* [ABOUT THIS TASK]: Whenever the word "bool" turns up in a line of the data below, copy that line.

Collected data:

○ ○ ○ ○ ○

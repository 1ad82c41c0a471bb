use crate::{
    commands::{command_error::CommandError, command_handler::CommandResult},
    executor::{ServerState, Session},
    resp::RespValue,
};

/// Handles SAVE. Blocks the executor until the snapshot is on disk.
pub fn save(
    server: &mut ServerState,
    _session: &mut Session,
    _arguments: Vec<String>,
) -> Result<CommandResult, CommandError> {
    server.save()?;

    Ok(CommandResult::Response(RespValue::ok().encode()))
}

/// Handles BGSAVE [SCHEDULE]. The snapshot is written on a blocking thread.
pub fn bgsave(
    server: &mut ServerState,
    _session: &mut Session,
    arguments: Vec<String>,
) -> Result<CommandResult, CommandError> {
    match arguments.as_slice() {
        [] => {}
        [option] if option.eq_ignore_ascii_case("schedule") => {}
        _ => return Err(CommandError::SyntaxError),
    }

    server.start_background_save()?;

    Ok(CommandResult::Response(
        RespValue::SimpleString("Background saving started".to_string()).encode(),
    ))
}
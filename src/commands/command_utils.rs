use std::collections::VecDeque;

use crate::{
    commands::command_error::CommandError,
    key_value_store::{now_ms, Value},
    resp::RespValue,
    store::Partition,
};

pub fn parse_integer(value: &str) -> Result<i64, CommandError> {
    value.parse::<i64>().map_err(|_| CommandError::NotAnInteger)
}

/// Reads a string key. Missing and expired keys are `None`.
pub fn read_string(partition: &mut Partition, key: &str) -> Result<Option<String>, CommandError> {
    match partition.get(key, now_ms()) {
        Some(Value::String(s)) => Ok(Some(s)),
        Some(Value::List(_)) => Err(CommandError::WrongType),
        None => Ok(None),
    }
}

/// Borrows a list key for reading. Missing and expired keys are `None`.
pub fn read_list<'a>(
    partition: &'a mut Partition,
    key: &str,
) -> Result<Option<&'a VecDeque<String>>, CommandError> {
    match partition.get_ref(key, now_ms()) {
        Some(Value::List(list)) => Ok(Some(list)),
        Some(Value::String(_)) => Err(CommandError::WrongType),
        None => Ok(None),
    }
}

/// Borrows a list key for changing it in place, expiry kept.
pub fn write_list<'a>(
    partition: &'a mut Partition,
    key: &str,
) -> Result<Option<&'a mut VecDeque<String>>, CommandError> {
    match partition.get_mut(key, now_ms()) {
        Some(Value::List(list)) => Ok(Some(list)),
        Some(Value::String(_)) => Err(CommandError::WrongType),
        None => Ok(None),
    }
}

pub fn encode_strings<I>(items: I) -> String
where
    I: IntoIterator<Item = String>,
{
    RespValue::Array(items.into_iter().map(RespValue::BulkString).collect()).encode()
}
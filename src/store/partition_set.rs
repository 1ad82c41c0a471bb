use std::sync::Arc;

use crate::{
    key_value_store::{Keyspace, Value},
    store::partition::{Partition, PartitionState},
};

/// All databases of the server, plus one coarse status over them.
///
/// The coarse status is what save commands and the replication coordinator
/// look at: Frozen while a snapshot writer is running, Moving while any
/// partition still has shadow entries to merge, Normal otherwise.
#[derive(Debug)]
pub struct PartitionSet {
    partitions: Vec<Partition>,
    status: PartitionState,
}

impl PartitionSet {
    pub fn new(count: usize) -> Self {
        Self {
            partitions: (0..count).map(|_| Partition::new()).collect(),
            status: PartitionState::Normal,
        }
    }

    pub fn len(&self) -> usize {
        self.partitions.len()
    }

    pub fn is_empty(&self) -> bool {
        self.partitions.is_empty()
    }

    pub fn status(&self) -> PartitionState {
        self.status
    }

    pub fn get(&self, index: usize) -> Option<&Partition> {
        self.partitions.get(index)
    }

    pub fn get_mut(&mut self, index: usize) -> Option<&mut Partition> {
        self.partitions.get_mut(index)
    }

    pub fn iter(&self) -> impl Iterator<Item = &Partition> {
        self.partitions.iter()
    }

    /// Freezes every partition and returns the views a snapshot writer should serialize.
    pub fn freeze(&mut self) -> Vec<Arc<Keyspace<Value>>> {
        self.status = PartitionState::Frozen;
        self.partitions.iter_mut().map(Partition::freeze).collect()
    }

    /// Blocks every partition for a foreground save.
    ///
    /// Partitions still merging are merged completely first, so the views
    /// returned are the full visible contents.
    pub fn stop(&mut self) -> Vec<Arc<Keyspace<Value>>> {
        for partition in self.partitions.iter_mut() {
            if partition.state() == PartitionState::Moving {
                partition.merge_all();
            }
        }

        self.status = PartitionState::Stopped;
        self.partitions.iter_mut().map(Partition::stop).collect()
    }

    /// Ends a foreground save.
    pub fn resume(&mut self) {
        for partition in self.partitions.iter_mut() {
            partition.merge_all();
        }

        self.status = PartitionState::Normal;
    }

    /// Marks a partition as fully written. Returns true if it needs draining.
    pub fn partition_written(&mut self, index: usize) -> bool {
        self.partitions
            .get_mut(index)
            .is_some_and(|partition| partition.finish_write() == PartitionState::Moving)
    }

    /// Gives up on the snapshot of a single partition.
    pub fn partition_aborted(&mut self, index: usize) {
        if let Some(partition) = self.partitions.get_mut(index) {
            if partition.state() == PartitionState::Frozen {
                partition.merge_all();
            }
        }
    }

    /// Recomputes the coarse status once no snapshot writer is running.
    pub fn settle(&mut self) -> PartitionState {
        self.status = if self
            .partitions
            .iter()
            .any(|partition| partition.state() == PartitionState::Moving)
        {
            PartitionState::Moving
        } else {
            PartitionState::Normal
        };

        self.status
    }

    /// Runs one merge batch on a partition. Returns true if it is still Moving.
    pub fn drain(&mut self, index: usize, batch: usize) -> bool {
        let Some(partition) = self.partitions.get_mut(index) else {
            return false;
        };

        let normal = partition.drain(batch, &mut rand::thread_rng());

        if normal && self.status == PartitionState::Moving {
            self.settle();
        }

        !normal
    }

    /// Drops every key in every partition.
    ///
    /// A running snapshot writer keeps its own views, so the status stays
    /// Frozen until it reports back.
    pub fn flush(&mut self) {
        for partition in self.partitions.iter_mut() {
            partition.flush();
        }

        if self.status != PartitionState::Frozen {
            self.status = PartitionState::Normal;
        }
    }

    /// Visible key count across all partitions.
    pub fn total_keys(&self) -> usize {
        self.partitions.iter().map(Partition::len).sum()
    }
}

○ ○ ○ ○ ○

* [RESPONSE TO THIS TASK]:
    pub fn is_empty(&self) -> bool {
    pub fn partition_written(&mut self, index: usize) -> bool {
    pub fn drain(&mut self, index: usize, batch: usize) -> bool {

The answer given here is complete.